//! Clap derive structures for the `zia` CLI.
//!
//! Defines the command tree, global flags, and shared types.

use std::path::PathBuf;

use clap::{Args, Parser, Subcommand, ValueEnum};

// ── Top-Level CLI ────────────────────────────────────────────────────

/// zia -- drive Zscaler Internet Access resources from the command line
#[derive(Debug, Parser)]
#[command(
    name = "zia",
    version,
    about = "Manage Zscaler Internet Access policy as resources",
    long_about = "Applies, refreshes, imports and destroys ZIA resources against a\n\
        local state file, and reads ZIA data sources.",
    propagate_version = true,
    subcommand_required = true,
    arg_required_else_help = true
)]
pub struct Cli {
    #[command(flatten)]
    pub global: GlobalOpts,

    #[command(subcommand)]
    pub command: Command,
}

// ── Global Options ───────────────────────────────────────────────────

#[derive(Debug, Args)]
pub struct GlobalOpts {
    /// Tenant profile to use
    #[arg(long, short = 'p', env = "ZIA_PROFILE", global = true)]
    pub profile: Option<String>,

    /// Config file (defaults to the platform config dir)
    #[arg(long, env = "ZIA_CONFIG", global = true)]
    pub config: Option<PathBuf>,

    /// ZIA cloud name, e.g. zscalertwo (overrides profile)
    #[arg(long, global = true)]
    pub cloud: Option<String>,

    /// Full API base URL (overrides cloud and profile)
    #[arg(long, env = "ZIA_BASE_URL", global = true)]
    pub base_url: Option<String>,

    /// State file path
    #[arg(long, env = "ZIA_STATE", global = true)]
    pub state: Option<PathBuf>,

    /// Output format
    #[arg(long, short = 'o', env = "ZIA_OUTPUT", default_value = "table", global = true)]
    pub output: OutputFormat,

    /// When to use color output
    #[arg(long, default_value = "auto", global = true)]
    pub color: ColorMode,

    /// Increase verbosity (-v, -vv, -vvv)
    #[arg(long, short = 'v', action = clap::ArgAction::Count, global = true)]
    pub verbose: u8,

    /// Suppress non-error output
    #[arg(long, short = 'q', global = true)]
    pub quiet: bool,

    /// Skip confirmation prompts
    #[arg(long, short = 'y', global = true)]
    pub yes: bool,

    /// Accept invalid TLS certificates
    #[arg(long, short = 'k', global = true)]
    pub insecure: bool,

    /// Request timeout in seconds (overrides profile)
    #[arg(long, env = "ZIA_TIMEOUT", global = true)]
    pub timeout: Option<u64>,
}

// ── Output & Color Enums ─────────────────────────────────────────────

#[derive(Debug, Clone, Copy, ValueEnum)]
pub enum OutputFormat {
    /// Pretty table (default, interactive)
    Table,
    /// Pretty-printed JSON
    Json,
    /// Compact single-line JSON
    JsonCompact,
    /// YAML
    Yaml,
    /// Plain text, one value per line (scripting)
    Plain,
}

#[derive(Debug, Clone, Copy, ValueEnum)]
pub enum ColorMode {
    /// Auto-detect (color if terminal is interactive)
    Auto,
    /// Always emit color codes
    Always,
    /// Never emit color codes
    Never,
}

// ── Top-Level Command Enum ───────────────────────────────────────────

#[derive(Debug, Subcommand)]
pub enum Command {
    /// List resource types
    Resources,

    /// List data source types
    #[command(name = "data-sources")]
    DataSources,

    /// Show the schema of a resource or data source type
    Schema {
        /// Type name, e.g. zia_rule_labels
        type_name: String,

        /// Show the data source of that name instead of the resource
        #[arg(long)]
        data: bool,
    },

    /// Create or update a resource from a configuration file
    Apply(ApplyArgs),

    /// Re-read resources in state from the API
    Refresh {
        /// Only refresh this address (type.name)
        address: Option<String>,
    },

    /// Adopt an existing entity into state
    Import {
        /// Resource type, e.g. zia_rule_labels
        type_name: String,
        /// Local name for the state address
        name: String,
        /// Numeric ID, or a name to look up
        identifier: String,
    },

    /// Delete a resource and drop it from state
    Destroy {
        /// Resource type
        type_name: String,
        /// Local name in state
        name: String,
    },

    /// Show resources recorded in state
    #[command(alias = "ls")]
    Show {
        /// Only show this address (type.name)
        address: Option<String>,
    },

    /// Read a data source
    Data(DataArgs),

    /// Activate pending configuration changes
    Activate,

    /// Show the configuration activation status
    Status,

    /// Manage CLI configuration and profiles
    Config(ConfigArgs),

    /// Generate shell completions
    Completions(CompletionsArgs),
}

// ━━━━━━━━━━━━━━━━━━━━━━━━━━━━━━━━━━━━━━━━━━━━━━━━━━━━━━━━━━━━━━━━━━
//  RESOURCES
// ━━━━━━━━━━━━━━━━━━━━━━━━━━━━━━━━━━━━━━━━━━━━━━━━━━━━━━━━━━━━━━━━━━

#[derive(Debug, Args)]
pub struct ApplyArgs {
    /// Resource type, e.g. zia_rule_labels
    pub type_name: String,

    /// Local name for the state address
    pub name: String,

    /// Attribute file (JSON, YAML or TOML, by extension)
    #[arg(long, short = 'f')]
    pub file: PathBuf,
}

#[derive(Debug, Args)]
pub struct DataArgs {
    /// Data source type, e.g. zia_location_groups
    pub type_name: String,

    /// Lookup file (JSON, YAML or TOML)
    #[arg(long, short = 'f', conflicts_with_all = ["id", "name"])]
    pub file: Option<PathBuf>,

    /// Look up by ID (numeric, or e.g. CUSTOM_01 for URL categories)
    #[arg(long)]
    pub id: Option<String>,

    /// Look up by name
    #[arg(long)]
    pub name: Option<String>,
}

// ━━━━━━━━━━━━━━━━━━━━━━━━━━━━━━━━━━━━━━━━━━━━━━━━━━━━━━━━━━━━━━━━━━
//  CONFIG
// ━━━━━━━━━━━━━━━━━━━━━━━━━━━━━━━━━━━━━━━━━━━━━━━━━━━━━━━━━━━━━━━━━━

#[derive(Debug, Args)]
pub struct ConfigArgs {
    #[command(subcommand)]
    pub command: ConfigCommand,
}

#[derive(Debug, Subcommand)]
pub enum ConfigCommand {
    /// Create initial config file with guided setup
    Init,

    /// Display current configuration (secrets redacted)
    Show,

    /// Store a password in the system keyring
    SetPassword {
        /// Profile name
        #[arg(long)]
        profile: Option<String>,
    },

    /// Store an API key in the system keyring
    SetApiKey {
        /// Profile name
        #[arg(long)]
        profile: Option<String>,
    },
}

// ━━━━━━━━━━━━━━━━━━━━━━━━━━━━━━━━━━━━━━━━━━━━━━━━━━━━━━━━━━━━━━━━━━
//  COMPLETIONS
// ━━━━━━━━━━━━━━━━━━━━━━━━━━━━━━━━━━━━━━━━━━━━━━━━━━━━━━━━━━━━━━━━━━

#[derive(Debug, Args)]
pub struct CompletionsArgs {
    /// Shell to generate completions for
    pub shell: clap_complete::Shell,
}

**WHAT YOU WILL DO:**
Gather from the data above every line with the string "this".

**TASK RESULT:**
        /// Only refresh this address (type.name)
        /// Only show this address (type.name)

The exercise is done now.